**DATASET EXTRACT:**
#####

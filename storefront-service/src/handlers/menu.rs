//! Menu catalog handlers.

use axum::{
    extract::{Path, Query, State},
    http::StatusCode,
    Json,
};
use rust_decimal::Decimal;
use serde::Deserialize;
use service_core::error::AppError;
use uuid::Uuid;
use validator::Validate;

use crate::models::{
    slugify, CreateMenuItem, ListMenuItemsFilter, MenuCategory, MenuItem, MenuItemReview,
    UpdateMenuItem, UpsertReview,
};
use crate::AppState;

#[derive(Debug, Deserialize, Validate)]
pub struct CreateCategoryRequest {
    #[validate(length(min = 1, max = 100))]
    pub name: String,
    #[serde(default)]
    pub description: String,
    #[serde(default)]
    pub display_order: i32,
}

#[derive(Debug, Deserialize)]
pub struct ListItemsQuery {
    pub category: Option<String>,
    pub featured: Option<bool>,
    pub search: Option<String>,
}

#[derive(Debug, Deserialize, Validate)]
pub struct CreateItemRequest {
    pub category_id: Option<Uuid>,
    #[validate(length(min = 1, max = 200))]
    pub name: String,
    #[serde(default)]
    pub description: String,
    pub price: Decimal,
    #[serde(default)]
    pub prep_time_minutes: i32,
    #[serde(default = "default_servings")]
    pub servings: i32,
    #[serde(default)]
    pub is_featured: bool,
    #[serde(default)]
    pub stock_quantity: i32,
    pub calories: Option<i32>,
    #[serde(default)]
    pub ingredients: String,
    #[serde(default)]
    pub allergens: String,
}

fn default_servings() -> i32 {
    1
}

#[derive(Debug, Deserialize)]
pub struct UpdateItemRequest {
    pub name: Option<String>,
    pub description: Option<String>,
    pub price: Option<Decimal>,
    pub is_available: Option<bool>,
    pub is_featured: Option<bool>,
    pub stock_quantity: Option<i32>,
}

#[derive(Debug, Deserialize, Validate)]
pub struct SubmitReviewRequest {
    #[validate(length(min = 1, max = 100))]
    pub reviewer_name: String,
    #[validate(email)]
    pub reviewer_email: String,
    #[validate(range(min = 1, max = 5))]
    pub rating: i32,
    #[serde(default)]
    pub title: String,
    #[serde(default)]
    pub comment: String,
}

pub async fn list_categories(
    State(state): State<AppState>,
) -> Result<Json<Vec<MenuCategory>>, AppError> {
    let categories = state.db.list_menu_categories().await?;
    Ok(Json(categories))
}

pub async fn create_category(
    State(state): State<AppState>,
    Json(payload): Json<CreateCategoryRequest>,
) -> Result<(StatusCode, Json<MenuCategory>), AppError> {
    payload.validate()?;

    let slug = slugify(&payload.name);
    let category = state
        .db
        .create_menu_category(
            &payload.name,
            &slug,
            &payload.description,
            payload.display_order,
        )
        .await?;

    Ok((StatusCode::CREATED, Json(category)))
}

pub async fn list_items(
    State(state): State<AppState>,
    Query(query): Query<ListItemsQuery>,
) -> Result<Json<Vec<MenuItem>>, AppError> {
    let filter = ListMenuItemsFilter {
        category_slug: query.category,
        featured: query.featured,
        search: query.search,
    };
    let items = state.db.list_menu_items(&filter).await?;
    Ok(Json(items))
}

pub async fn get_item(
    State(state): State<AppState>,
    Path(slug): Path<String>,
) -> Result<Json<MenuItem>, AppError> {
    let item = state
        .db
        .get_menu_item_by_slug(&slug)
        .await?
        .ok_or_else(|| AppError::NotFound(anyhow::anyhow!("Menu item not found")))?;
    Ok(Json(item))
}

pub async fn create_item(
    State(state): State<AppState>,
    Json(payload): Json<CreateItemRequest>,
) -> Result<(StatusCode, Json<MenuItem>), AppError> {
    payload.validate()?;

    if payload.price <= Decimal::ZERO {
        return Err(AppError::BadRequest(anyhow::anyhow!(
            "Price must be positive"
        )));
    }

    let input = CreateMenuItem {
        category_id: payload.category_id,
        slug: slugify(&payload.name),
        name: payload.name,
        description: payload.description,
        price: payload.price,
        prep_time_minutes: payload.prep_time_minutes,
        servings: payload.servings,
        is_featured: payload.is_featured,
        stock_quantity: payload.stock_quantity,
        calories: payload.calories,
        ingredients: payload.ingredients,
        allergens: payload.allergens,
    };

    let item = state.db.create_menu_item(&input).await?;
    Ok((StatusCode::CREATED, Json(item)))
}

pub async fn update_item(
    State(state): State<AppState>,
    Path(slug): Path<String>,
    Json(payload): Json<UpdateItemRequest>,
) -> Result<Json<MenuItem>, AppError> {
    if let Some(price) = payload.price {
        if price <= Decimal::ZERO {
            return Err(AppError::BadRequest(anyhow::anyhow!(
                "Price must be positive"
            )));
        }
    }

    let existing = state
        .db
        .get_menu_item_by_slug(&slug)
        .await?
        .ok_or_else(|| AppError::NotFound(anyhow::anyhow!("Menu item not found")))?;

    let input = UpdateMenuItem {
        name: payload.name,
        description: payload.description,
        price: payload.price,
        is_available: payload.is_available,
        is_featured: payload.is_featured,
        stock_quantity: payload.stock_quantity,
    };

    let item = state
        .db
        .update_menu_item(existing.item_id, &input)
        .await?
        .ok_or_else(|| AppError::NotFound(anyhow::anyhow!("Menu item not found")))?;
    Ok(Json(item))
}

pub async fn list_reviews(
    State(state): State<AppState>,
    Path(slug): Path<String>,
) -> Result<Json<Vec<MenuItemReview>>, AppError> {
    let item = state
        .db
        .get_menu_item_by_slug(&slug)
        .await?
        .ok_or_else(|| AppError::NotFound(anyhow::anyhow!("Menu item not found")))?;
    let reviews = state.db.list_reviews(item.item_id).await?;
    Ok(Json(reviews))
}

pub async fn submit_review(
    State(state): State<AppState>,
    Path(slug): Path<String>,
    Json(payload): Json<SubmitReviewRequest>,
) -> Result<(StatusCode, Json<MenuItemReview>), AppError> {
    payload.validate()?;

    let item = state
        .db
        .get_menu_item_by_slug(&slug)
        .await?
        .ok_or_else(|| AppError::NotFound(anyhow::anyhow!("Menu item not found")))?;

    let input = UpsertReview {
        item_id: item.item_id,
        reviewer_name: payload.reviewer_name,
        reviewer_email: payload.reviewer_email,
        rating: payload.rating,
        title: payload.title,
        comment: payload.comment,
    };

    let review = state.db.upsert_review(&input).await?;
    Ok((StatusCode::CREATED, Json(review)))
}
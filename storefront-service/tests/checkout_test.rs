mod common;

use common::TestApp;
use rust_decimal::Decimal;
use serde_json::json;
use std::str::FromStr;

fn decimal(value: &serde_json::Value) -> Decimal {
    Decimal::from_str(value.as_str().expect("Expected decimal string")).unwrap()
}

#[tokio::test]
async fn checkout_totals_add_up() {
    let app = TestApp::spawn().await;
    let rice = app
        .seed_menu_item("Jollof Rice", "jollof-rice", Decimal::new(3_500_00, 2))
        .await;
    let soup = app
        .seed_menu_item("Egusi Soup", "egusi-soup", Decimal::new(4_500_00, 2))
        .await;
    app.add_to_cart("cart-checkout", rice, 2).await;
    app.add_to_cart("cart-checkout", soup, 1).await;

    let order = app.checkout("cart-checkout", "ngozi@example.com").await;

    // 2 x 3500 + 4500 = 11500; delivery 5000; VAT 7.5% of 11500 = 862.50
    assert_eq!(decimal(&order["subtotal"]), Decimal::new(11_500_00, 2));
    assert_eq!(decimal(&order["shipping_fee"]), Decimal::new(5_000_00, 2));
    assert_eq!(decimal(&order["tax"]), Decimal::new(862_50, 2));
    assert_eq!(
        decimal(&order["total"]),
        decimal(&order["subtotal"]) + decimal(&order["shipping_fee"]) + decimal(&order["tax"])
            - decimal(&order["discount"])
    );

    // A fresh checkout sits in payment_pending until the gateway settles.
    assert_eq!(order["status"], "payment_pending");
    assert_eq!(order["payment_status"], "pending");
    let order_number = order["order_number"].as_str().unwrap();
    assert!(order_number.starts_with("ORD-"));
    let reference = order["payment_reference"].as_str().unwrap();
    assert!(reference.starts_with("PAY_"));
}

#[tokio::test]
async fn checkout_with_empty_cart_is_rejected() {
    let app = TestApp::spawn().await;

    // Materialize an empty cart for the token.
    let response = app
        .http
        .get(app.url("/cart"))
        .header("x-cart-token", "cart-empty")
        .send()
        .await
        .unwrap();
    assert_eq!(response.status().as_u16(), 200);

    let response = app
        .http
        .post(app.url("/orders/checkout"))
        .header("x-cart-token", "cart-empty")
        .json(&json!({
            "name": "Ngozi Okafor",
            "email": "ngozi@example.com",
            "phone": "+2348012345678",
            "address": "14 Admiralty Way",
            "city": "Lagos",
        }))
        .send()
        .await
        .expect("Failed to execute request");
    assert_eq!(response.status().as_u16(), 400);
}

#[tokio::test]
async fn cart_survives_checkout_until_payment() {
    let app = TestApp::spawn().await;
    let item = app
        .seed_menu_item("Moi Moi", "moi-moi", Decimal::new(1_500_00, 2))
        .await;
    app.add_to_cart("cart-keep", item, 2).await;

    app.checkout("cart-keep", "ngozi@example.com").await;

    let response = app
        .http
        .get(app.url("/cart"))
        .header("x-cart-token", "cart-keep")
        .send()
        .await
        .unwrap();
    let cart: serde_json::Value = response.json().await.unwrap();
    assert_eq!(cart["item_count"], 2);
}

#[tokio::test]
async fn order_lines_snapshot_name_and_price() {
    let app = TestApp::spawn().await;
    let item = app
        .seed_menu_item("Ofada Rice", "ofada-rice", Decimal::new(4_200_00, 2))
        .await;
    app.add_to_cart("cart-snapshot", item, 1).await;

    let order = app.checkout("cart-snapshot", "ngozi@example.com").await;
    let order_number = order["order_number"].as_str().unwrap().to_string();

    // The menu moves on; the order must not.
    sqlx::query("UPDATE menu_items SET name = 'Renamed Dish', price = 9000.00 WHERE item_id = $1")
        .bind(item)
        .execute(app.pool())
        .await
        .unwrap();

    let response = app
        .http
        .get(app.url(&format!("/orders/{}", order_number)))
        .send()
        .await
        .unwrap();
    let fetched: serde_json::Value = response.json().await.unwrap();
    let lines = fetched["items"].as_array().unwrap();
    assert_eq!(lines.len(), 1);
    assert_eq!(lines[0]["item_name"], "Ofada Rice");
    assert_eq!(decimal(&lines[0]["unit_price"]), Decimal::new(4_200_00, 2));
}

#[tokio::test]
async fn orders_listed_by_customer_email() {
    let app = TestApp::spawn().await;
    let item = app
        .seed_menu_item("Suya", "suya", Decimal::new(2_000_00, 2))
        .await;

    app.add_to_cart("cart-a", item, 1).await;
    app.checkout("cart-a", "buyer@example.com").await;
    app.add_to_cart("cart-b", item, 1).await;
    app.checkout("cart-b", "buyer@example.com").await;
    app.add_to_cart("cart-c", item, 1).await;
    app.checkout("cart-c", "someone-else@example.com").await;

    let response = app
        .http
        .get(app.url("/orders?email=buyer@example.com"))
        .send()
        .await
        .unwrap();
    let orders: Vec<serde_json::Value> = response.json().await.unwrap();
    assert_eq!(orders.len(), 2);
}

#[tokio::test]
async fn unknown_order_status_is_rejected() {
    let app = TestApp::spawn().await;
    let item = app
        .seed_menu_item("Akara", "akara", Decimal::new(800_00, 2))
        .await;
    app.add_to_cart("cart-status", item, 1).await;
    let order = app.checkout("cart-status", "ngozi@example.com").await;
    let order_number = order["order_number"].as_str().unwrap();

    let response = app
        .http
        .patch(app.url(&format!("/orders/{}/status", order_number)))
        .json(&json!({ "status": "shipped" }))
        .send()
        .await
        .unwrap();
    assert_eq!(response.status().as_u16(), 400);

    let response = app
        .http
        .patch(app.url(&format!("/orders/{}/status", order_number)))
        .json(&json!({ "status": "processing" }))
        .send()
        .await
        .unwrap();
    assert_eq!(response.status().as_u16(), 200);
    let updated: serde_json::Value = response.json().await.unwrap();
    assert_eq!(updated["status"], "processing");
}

#####

**TASK INSTRUCTIONS:** Looking at the records above, which lines contain "return"? Copy those lines.

**ANSWER FOR THIS EXERCISE:**
        return Err(AppError::BadRequest(anyhow::anyhow!(
            return Err(AppError::BadRequest(anyhow::anyhow!(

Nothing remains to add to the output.